Electric and hybrid cars now account for 4.4 percent of overall new cars sales in Britain, and one of the fully-electric pioneers, the Nissan Leaf, has now topped the 20,000 sales barrier in Britain. Strong and growing demand means the UK is actually the third-largest market in the world for the Leaf EV.
Car buyers Diane and Chris Ray took delivery of the 20,000th Leaf recently. Their local dealer Hammond Nissan in Hollesley, Suffolk did the honours with the handover of a 30kWh Leaf – after taking their old Leaf, a two-year old 24kWh, as part exchange. “When the time came to replace mine I didn’t look at anything else,” she said. “I only wanted another LEAF but this time with the bigger battery.”
High fives all round to the Nissan engineering and marketing teams.
Edward Jones is boss of EVs at Nissan GB, and says demand for the Leaf has been higher over the past 12 months than at any point in the car’s three and a half years on sale. “The number of customers who go on to buy another Leaf is also significantly higher than the industry average.”

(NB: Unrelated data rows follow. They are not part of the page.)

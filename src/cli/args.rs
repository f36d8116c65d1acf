//! Command-line interface definitions.

use std::path::PathBuf;

use clap::{ArgAction, ColorChoice, Parser, Subcommand, ValueEnum};

/// Evaluate Next.js `_buildManifest.js` files and browse their routes.
#[derive(Parser, Debug, Clone)]
#[command(name = "next-manifest", version, about, long_about = None, arg_required_else_help = true)]
pub struct Cli {
  /// Control colored output (auto, always, never)
  #[arg(long, global = true, default_value = "auto")]
  pub color: ColorChoice,

  /// Increase log verbosity (-v debug, -vv trace)
  #[arg(short, long, global = true, action = ArgAction::Count)]
  pub verbose: u8,

  /// Configuration file (default: next-manifest.json in the working directory)
  #[arg(long, global = true, value_hint = clap::ValueHint::FilePath)]
  pub config: Option<PathBuf>,

  /// subcommands
  #[command(subcommand)]
  pub command: Commands,
}

/// Available subcommands
#[derive(Subcommand, Debug, Clone)]
pub enum Commands {
  /// Parse a manifest read from a file or stdin
  #[command(visible_alias = "p")]
  Parse {
    /// Manifest file; `-` or omitted reads stdin
    #[arg(value_name = "FILE", value_hint = clap::ValueHint::FilePath)]
    file: Option<PathBuf>,

    #[command(flatten)]
    output: OutputArgs,
  },

  /// Fetch a deployed manifest over HTTP and parse it
  #[command(visible_alias = "f")]
  Fetch {
    /// URL of the `_buildManifest.js` file
    url: String,

    #[command(flatten)]
    output: OutputArgs,
  },

  /// Interactive session with paste, fetch, filter and copy commands
  #[command(visible_alias = "s")]
  Shell,
}

/// What a one-shot command does with the parsed routes.
#[derive(clap::Args, Debug, Clone, Default)]
pub struct OutputArgs {
  /// Only show routes containing this text (case-insensitive)
  #[arg(long)]
  pub filter: Option<String>,

  /// Copy routes or files instead of listing route cards
  #[arg(long, value_enum)]
  pub copy: Option<CopyTarget>,

  /// Scope `--copy` to a single route
  #[arg(long, requires = "copy")]
  pub route: Option<String>,

  /// Print copied text instead of using the system clipboard
  #[arg(long)]
  pub print: bool,

  /// Emit the evaluator response envelope as JSON
  #[arg(long, conflicts_with_all = ["copy", "filter"])]
  pub json: bool,
}

/// Copy action requested on the command line.
#[derive(ValueEnum, Debug, Clone, Copy, PartialEq, Eq)]
pub enum CopyTarget {
  /// Route names (or, with `--route`, every file of the route)
  Routes,
  /// `.js` files
  Js,
  /// `.css` files
  Css,
  /// Every file of the route given with `--route`
  Files,
}
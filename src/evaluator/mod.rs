//! Isolated evaluation of manifest scripts.

mod sandbox;
mod worker;

pub use sandbox::{EvalError, SandboxOptions, evaluate_manifest};
pub use worker::EvaluatorHandle;
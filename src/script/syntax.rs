//! Syntax tree for the script subset emitted by Next.js for `_buildManifest.js`.

use std::rc::Rc;

/// Parsed script: the statement list of the implicit wrapper function.
#[derive(Debug, Clone, PartialEq)]
pub struct Program {
  /// Top-level statements in source order.
  pub body: Vec<Stmt>,
}

/// Statement forms understood by the interpreter.
#[derive(Debug, Clone, PartialEq)]
pub enum Stmt {
  /// `var`, `let` or `const` declaration list.
  Declare(Vec<Declarator>),
  /// `return` with an optional value.
  Return(Option<Expr>),
  /// Expression statement. A named function expression in this position is a declaration.
  Expr(Expr),
  /// Lone `;`.
  Empty,
}

/// Single `name = init` entry of a declaration list.
#[derive(Debug, Clone, PartialEq)]
pub struct Declarator {
  /// Declared binding name.
  pub name: String,
  /// Optional initialiser.
  pub init: Option<Expr>,
}

/// Expression forms understood by the interpreter.
#[derive(Debug, Clone, PartialEq)]
pub enum Expr {
  /// Numeric literal.
  Number(f64),
  /// String literal.
  Str(String),
  /// `true` / `false`.
  Bool(bool),
  /// `null`.
  Null,
  /// Identifier reference.
  Ident(String),
  /// Array literal.
  Array(Vec<Expr>),
  /// Object literal.
  Object(Vec<Property>),
  /// Function or arrow function literal.
  Function(Rc<FunctionDef>),
  /// Property access, both `a.b` and `a[b]`.
  Member {
    /// Object being read.
    object: Box<Expr>,
    /// Property key expression; dotted access is stored as a string literal.
    property: Box<Expr>,
  },
  /// Function call.
  Call {
    /// Called expression.
    callee: Box<Expr>,
    /// Argument expressions.
    args: Vec<Expr>,
  },
  /// Prefix operator.
  Unary(UnaryOp, Box<Expr>),
  /// Arithmetic, relational or equality operator.
  Binary(BinaryOp, Box<Expr>, Box<Expr>),
  /// Short-circuiting operator.
  Logical(LogicalOp, Box<Expr>, Box<Expr>),
  /// `test ? consequent : alternate`.
  Conditional {
    /// Condition.
    test: Box<Expr>,
    /// Value when the condition is truthy.
    consequent: Box<Expr>,
    /// Value when the condition is falsy.
    alternate: Box<Expr>,
  },
  /// `target = value`, where the target is an identifier or member expression.
  Assign {
    /// Assignment target.
    target: Box<Expr>,
    /// Assigned value.
    value: Box<Expr>,
  },
  /// Comma-separated expressions; evaluates to the last one.
  Sequence(Vec<Expr>),
}

impl Expr {
  /// Short source-like rendering used in error messages such as `x.y is not a function`.
  pub fn describe(&self) -> String {
    match self {
      Expr::Ident(name) => name.clone(),
      Expr::Member { object, property } => match property.as_ref() {
        Expr::Str(name) => format!("{}.{}", object.describe(), name),
        _ => format!("{}[...]", object.describe()),
      },
      Expr::Call { callee, .. } => format!("{}(...)", callee.describe()),
      Expr::Function(_) => "function".to_string(),
      _ => "expression".to_string(),
    }
  }
}

/// Key of an object literal property.
#[derive(Debug, Clone, PartialEq)]
pub enum PropertyKey {
  /// Identifier, string or numeric key, already converted to its string form.
  Named(String),
  /// `[expr]` key evaluated at runtime.
  Computed(Expr),
}

/// Object literal entry.
#[derive(Debug, Clone, PartialEq)]
pub struct Property {
  /// Property key.
  pub key: PropertyKey,
  /// Property value.
  pub value: Expr,
}

/// Shared definition of a function literal.
#[derive(Debug, Clone, PartialEq)]
pub struct FunctionDef {
  /// Optional function name.
  pub name: Option<String>,
  /// Parameter names in order.
  pub params: Vec<String>,
  /// Function body.
  pub body: FunctionBody,
}

/// Body of a function literal.
#[derive(Debug, Clone, PartialEq)]
pub enum FunctionBody {
  /// `{ ... }` statement block.
  Block(Vec<Stmt>),
  /// Concise arrow body.
  Expr(Box<Expr>),
}

#[allow(missing_docs)]
#[derive(Debug, Clone, Copy, PartialEq, Eq)]
pub enum UnaryOp {
  Not,
  Negate,
  Plus,
  TypeOf,
  Void,
}

#[allow(missing_docs)]
#[derive(Debug, Clone, Copy, PartialEq, Eq)]
pub enum BinaryOp {
  Add,
  Sub,
  Mul,
  Div,
  Rem,
  Lt,
  LtEq,
  Gt,
  GtEq,
  Eq,
  NotEq,
  StrictEq,
  StrictNotEq,
}

#[allow(missing_docs)]
#[derive(Debug, Clone, Copy, PartialEq, Eq)]
pub enum LogicalOp {
  And,
  Or,
  Coalesce,
}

Only the United States and Japan beat the UK for Nissan Leaf sales – and Britain is actually the largest market of all for the electric e-NV200 van. We take one in four Leafs sold in Europe and, in the first quarter of this year, every other electric vehicle sold in Britain was a Nissan. Don’t forget, the Leaf is also built here too, as are its batteries: 55 Leafs a day are now leaving the Sunderland plant.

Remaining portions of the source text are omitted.